What needs to be done: Which lines below contain the word "every"? Copy each one.

[Stored data]

// This Source Code Form is subject to the terms of the Mozilla Public
// License, v. 2.0. If a copy of the MPL was not distributed with this
// file, You can obtain one at https://mozilla.org/MPL/2.0/.

//! Segment resolution: frames, boundary planes, and chamfer cuts.
//!
//! Each path edge becomes a [`Segment`] with a local placement frame
//! (origin at the left corner, local X along the chord, local Z vertical)
//! and boundary planes derived from the averaged corner tangents. Convex
//! interior corners with a chamfer transition additionally get per-side cut
//! planes and a wedge-shaped transition segment bridging the two adjacent
//! boundaries. Segments are ephemeral: recomputed in full on every draw,
//! never persisted.

use crate::building::CornerTransition;
use crate::error::{Error, Result};
use crate::template::ChamferStyle;
use rustc_hash::FxHashMap;
use townrow_kernel::transform::{frame_from_origin_x, rotate_about_z};
use townrow_kernel::{Matrix4, Plane, Point3, Vector3};

/// A chamfer cut plane owned by one segment side.
#[derive(Debug, Clone)]
pub struct TransitionCut {
    /// Cut plane in the owning segment's local coordinates, oriented so the
    /// kept half-space is the segment body.
    pub plane: Plane,
    /// Index of the path corner this chamfer bevels.
    pub corner: usize,
}

/// One building segment (or chamfer transition wedge), fully derived.
#[derive(Debug, Clone)]
pub struct Segment {
    pub index: usize,
    /// World-space corner points.
    pub left: Point3<f64>,
    pub right: Point3<f64>,
    /// Averaged corner tangents (world space).
    pub tangent_left: Vector3<f64>,
    pub tangent_right: Vector3<f64>,
    /// Local → world placement frame.
    pub frame: Matrix4<f64>,
    pub length: f64,
    /// Boundary planes in local coordinates, normals pointing outward.
    pub plane_left: Plane,
    pub plane_right: Plane,
    /// Chord directions of the neighboring segments (world space), used by
    /// skew-aligned corner placement. `None` at building ends.
    pub adjacent_dir_left: Option<Vector3<f64>>,
    pub adjacent_dir_right: Option<Vector3<f64>>,
    pub cut_left: Option<TransitionCut>,
    pub cut_right: Option<TransitionCut>,
    /// True for the wedge volumes bridging a chamfered corner.
    pub is_transition: bool,
}

impl Segment {
    /// Unit chord direction in world space.
    pub fn chord_dir(&self) -> Vector3<f64> {
        Vector3::new(self.frame[(0, 0)], self.frame[(1, 0)], self.frame[(2, 0)])
    }

    /// Expresses a world direction in this segment's local frame.
    /// The frame's rotation part is orthonormal, so the transpose inverts it.
    pub fn to_local_dir(&self, v: &Vector3<f64>) -> Vector3<f64> {
        let rot = self.frame.fixed_view::<3, 3>(0, 0);
        rot.transpose() * v
    }

    /// Expresses a world point in this segment's local frame.
    pub fn to_local_point(&self, p: &Point3<f64>) -> Point3<f64> {
        let rot = self.frame.fixed_view::<3, 3>(0, 0);
        let origin = Vector3::new(self.frame[(0, 3)], self.frame[(1, 3)], self.frame[(2, 3)]);
        Point3::from(rot.transpose() * (p.coords - origin))
    }

    /// A boundary is shared (and later hidden) when a neighbor or chamfer
    /// sits on that side.
    pub fn shares_left(&self) -> bool {
        self.adjacent_dir_left.is_some()
    }

    pub fn shares_right(&self) -> bool {
        self.adjacent_dir_right.is_some()
    }

    /// Usable X range inside the segment, accounting for chamfer cuts.
    pub fn usable_range(&self) -> (f64, f64) {
        let lo = self
            .cut_left
            .as_ref()
            .map(|c| c.plane.point.x)
            .unwrap_or(0.0);
        let hi = self
            .cut_right
            .as_ref()
            .map(|c| c.plane.point.x)
            .unwrap_or(self.length);
        (lo, hi)
    }
}

/// Output of one resolver pass: the per-edge segments plus the chamfer
/// transition wedges, in path order.
#[derive(Debug, Clone, Default)]
pub struct ResolvedPath {
    pub segments: Vec<Segment>,
    pub transitions: Vec<Segment>,
}

/// Resolves a path into segments.
///
/// Tangents at interior corners are the normalized average of the incoming
/// and outgoing edge directions; end tangents are the edge direction rotated
/// in-plane by the corresponding end angle. With `back_along_path` set the
/// path is reversed first (front/back semantics are defined against the
/// un-reversed path), swapping and negating the end angles.
pub fn resolve_segments(
    path: &[Point3<f64>],
    end_angles: (f64, f64),
    back_along_path: bool,
    transitions: &FxHashMap<usize, CornerTransition>,
) -> Result<ResolvedPath> {
    // Drop consecutive duplicate points so every edge has positive length
    let mut points: Vec<Point3<f64>> = Vec::with_capacity(path.len());
    for p in path {
        if points
            .last()
            .map(|last: &Point3<f64>| (p - last).norm() > 1e-9)
            .unwrap_or(true)
        {
            points.push(*p);
        }
    }
    if points.len() < 2 {
        return Err(Error::PathTooShort {
            points: points.len(),
        });
    }

    // Reversing the path negates every edge direction, and rotation is
    // linear, so rotating the reversed end direction by the original angle
    // equals the negated un-reversed end tangent. The angles swap sides but
    // keep their sign.
    let (first_angle, last_angle) = if back_along_path {
        points.reverse();
        (end_angles.1, end_angles.0)
    } else {
        end_angles
    };

    let edge_count = points.len() - 1;
    let dirs: Vec<Vector3<f64>> = (0..edge_count)
        .map(|i| (points[i + 1] - points[i]).normalize())
        .collect();

    // Corner tangents: ends rotated by the end angles, interiors averaged
    let mut tangents = Vec::with_capacity(points.len());
    tangents.push(rotate_about_z(dirs[0], first_angle));
    for c in 1..edge_count {
        let avg = (dirs[c - 1] + dirs[c])
            .try_normalize(1e-9)
            .unwrap_or(dirs[c]);
        tangents.push(avg);
    }
    tangents.push(rotate_about_z(dirs[edge_count - 1], last_angle));

    let mut segments = Vec::with_capacity(edge_count);
    for i in 0..edge_count {
        let left = points[i];
        let right = points[i + 1];
        let length = (right - left).norm();
        let frame = frame_from_origin_x(left, right - left);

        let mut seg = Segment {
            index: i,
            left,
            right,
            tangent_left: tangents[i],
            tangent_right: tangents[i + 1],
            frame,
            length,
            plane_left: Plane::new(Point3::origin(), -Vector3::x()),
            plane_right: Plane::new(Point3::new(length, 0.0, 0.0), Vector3::x()),
            adjacent_dir_left: (i > 0).then(|| dirs[i - 1]),
            adjacent_dir_right: (i + 1 < edge_count).then(|| dirs[i + 1]),
            cut_left: None,
            cut_right: None,
            is_transition: false,
        };

        // Boundary plane normals follow the corner tangents in local
        // coordinates; for a straight path they degenerate to ∓X
        let left_normal = seg.to_local_dir(&tangents[i]);
        let right_normal = seg.to_local_dir(&tangents[i + 1]);
        seg.plane_left = Plane::new(Point3::origin(), -left_normal);
        seg.plane_right = Plane::new(Point3::new(length, 0.0, 0.0), right_normal);

        segments.push(seg);
    }

    // Chamfer transitions at convex interior corners
    let mut wedges = Vec::new();
    for corner in 1..edge_count {
        let CornerTransition::Chamfer { style, length } = transitions
            .get(&corner)
            .copied()
            .unwrap_or(CornerTransition::Sharp)
        else {
            continue;
        };
        if length <= 0.0 {
            continue;
        }

        let d_in = dirs[corner - 1];
        let d_out = dirs[corner];
        // Convex for transition purposes: non-negative vertical cross component
        if d_in.cross(&d_out).z < 0.0 {
            continue;
        }

        // Half the turn angle sits between each facade and the bisector
        let cos_half = {
            let cos_turn = d_in.dot(&d_out).clamp(-1.0, 1.0);
            ((1.0 + cos_turn) * 0.5).sqrt()
        };
        if cos_half < 1e-6 {
            tracing::warn!(corner, "chamfer skipped: facades fold back on themselves");
            continue;
        }

        let chord = match style {
            ChamferStyle::Diagonal => length,
            ChamferStyle::Projection => length / cos_half,
        };
        // Facade setback from the corner point to each chamfer endpoint
        let setback = chord / (2.0 * cos_half);

        let prev_len = segments[corner - 1].length;
        let next_len = segments[corner].length;
        if setback >= prev_len || setback >= next_len {
            tracing::warn!(corner, setback, "chamfer skipped: wider than a segment");
            continue;
        }

        segments[corner - 1].cut_right = Some(TransitionCut {
            plane: Plane::new(Point3::new(prev_len - setback, 0.0, 0.0), Vector3::x()),
            corner,
        });
        segments[corner].cut_left = Some(TransitionCut {
            plane: Plane::new(Point3::new(setback, 0.0, 0.0), -Vector3::x()),
            corner,
        });

        // Wedge segment spanning the chamfer chord, sheared later onto the
        // two cut planes by the volume builder
        let corner_point = points[corner];
        let wedge_left = corner_point - d_in * setback;
        let wedge_right = corner_point + d_out * setback;
        let wedge_chord = wedge_right - wedge_left;
        let wedge_length = wedge_chord.norm();
        let frame = frame_from_origin_x(wedge_left, wedge_chord);

        let mut wedge = Segment {
            index: corner,
            left: wedge_left,
            right: wedge_right,
            tangent_left: d_in,
            tangent_right: d_out,
            frame,
            length: wedge_length,
            plane_left: Plane::new(Point3::origin(), -Vector3::x()),
            plane_right: Plane::new(Point3::new(wedge_length, 0.0, 0.0), Vector3::x()),
            adjacent_dir_left: Some(d_in),
            adjacent_dir_right: Some(d_out),
            cut_left: None,
            cut_right: None,
            is_transition: true,
        };
        let left_normal = wedge.to_local_dir(&d_in);
        let right_normal = wedge.to_local_dir(&d_out);
        wedge.plane_left = Plane::new(Point3::origin(), -left_normal);
        wedge.plane_right = Plane::new(Point3::new(wedge_length, 0.0, 0.0), right_normal);

        wedges.push(wedge);
    }

    Ok(ResolvedPath {
        segments,
        transitions: wedges,
    })
}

Expected answer:
//! boundaries. Segments are ephemeral: recomputed in full on every draw,
    // Drop consecutive duplicate points so every edge has positive length
    // Reversing the path negates every edge direction, and rotation is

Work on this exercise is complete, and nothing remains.